[Data records]

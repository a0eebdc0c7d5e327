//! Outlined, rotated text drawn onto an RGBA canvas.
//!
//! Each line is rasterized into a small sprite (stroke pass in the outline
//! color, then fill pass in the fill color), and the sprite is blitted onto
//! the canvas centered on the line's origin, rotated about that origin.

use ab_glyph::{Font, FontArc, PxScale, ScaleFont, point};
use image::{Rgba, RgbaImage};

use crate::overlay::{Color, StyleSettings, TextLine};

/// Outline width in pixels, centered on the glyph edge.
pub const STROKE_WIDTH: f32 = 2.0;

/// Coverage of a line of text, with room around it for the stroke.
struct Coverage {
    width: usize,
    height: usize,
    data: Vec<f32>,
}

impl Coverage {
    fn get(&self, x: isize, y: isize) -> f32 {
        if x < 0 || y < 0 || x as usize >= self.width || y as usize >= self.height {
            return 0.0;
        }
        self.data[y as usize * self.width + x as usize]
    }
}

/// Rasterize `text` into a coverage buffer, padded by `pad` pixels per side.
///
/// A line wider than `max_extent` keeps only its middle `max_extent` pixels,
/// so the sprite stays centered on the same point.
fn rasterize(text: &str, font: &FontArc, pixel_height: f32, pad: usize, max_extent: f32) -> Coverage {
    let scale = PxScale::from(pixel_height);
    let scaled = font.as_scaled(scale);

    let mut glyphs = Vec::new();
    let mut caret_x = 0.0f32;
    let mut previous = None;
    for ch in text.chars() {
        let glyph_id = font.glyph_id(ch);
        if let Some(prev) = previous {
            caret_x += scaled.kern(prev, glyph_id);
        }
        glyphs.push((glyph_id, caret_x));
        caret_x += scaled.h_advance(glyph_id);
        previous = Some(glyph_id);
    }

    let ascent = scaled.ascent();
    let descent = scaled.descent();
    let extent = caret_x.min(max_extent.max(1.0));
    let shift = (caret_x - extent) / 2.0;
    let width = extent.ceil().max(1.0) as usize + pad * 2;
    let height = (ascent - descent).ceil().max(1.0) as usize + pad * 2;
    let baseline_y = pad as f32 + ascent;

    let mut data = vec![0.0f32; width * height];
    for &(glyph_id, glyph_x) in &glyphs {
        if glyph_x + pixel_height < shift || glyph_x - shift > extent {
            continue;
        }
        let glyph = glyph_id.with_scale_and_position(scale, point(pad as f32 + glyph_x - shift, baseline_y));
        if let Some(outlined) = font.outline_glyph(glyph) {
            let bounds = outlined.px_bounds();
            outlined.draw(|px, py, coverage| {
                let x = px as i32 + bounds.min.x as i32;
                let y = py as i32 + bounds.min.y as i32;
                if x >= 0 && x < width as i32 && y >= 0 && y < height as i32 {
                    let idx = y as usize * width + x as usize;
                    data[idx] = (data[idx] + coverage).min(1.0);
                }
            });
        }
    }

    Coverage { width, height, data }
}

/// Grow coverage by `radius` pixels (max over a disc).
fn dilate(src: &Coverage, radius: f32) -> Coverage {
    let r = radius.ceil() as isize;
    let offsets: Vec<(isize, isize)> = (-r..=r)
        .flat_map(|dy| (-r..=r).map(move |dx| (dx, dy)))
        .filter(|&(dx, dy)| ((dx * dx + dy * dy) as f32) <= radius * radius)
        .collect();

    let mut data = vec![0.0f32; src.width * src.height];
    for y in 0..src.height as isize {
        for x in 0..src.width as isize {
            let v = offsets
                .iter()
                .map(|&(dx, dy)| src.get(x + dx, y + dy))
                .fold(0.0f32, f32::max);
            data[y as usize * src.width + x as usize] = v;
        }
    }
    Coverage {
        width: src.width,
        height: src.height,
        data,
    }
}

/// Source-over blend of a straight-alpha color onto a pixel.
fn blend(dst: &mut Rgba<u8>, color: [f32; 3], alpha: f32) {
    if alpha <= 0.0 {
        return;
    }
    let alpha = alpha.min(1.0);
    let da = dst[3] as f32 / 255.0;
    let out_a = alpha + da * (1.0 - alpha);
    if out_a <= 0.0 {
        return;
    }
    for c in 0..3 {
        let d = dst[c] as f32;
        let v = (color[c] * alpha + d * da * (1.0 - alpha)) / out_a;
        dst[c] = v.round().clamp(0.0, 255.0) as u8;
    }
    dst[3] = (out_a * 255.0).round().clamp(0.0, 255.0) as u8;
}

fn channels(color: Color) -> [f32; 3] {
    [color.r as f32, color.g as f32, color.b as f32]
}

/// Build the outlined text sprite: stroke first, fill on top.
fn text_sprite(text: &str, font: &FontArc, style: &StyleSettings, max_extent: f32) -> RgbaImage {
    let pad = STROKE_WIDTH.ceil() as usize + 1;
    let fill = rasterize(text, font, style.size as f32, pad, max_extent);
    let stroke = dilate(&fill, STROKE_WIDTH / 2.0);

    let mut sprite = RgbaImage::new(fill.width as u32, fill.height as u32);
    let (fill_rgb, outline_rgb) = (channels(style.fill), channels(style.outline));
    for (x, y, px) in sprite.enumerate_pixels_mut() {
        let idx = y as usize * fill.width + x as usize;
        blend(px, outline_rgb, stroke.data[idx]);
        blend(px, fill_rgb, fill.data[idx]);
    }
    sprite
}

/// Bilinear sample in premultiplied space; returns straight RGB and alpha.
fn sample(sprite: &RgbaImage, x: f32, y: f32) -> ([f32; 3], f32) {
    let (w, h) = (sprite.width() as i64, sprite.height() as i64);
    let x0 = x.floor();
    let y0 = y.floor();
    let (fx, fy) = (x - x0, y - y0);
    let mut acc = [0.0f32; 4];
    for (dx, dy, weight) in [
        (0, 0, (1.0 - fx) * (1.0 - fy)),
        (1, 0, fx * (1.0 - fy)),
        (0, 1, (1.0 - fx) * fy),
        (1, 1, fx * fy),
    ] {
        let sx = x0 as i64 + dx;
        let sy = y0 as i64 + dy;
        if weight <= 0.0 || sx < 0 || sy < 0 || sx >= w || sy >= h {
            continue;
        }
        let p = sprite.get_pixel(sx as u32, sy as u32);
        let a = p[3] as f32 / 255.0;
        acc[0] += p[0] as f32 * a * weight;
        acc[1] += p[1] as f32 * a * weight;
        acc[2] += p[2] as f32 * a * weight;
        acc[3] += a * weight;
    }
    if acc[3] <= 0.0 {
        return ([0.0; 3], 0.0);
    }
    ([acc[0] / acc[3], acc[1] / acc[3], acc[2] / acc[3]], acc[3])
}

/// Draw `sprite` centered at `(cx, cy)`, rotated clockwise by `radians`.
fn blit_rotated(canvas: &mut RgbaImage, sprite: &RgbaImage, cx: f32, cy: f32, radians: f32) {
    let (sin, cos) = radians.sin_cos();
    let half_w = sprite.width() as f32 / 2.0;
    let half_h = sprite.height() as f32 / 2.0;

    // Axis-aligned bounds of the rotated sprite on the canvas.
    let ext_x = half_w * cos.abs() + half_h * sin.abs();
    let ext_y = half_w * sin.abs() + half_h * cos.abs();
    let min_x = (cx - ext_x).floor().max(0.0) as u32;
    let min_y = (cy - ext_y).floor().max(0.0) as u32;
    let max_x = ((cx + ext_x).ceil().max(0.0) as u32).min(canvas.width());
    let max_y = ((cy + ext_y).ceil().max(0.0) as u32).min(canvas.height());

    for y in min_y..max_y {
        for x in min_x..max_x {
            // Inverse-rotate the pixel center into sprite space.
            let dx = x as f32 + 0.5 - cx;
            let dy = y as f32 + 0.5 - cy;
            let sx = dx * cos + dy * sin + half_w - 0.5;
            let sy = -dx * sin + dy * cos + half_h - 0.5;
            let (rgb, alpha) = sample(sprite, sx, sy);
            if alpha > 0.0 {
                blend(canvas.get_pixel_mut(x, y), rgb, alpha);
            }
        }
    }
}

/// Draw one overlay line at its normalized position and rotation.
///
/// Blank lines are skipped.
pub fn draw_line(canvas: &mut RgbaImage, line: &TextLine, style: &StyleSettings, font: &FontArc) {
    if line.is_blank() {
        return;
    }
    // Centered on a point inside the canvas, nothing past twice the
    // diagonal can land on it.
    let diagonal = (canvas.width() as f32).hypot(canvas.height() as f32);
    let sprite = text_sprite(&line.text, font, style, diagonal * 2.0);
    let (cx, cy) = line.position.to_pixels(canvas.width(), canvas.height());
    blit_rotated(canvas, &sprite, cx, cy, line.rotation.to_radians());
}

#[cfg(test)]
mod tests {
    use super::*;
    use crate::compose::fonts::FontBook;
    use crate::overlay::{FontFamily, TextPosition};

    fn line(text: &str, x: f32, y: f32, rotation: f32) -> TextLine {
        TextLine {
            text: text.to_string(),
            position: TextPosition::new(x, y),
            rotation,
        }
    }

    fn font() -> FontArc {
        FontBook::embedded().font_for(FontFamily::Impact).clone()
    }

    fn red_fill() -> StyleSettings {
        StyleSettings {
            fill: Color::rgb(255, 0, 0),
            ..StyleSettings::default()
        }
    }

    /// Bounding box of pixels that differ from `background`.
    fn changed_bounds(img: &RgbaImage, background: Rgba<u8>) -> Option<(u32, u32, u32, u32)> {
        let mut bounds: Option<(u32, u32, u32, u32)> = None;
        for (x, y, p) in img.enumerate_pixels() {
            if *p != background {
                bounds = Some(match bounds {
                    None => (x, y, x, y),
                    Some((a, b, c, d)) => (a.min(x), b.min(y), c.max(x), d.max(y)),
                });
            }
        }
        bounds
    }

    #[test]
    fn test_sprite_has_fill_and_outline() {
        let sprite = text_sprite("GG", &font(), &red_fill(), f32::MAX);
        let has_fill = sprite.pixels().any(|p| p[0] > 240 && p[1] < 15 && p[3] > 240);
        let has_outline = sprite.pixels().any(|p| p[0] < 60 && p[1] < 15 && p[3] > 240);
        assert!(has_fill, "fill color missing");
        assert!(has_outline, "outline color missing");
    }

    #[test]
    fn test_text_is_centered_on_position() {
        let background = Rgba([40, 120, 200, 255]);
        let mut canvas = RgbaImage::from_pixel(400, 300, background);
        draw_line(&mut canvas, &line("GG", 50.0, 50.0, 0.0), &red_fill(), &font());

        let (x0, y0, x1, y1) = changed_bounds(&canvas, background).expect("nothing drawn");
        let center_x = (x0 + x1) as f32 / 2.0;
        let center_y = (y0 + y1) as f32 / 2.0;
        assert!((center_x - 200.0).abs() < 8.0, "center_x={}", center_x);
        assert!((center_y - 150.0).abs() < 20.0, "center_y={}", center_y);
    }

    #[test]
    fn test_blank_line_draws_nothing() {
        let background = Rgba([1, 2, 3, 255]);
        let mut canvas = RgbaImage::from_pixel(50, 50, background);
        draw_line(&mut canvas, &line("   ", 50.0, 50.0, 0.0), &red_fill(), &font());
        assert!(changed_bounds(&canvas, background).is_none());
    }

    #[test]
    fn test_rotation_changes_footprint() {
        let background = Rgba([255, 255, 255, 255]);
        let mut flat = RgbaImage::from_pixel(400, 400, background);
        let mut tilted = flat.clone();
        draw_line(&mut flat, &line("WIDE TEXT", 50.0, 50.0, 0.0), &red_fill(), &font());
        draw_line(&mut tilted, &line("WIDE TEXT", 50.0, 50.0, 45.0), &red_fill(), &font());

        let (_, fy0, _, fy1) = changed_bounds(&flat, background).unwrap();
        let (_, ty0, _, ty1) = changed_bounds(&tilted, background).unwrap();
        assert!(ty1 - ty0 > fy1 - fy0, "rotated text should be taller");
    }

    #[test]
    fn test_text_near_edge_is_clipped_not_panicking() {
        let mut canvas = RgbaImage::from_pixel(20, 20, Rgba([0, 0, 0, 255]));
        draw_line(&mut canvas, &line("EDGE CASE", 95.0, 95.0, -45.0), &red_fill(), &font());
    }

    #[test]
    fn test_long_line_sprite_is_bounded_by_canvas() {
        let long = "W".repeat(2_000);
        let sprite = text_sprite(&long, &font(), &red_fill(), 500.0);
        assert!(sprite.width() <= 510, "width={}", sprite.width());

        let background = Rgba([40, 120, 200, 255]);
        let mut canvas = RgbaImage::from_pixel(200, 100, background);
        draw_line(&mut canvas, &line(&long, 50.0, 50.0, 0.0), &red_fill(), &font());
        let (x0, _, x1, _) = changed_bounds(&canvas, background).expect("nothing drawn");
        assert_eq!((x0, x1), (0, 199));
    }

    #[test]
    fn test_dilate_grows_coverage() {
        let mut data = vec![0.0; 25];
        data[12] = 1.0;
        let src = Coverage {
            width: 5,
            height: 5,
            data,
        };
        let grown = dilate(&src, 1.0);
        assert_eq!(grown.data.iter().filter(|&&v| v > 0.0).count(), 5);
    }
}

[/Data records]

- Requirement
With "Some" as the word to match, copy each line of the records that has it.

- Exercise output
        if let Some(prev) = previous {
        previous = Some(glyph_id);
        if let Some(outlined) = font.outline_glyph(glyph) {
                bounds = Some(match bounds {
                    Some((a, b, c, d)) => (a.min(x), b.min(y), c.max(x), d.max(y)),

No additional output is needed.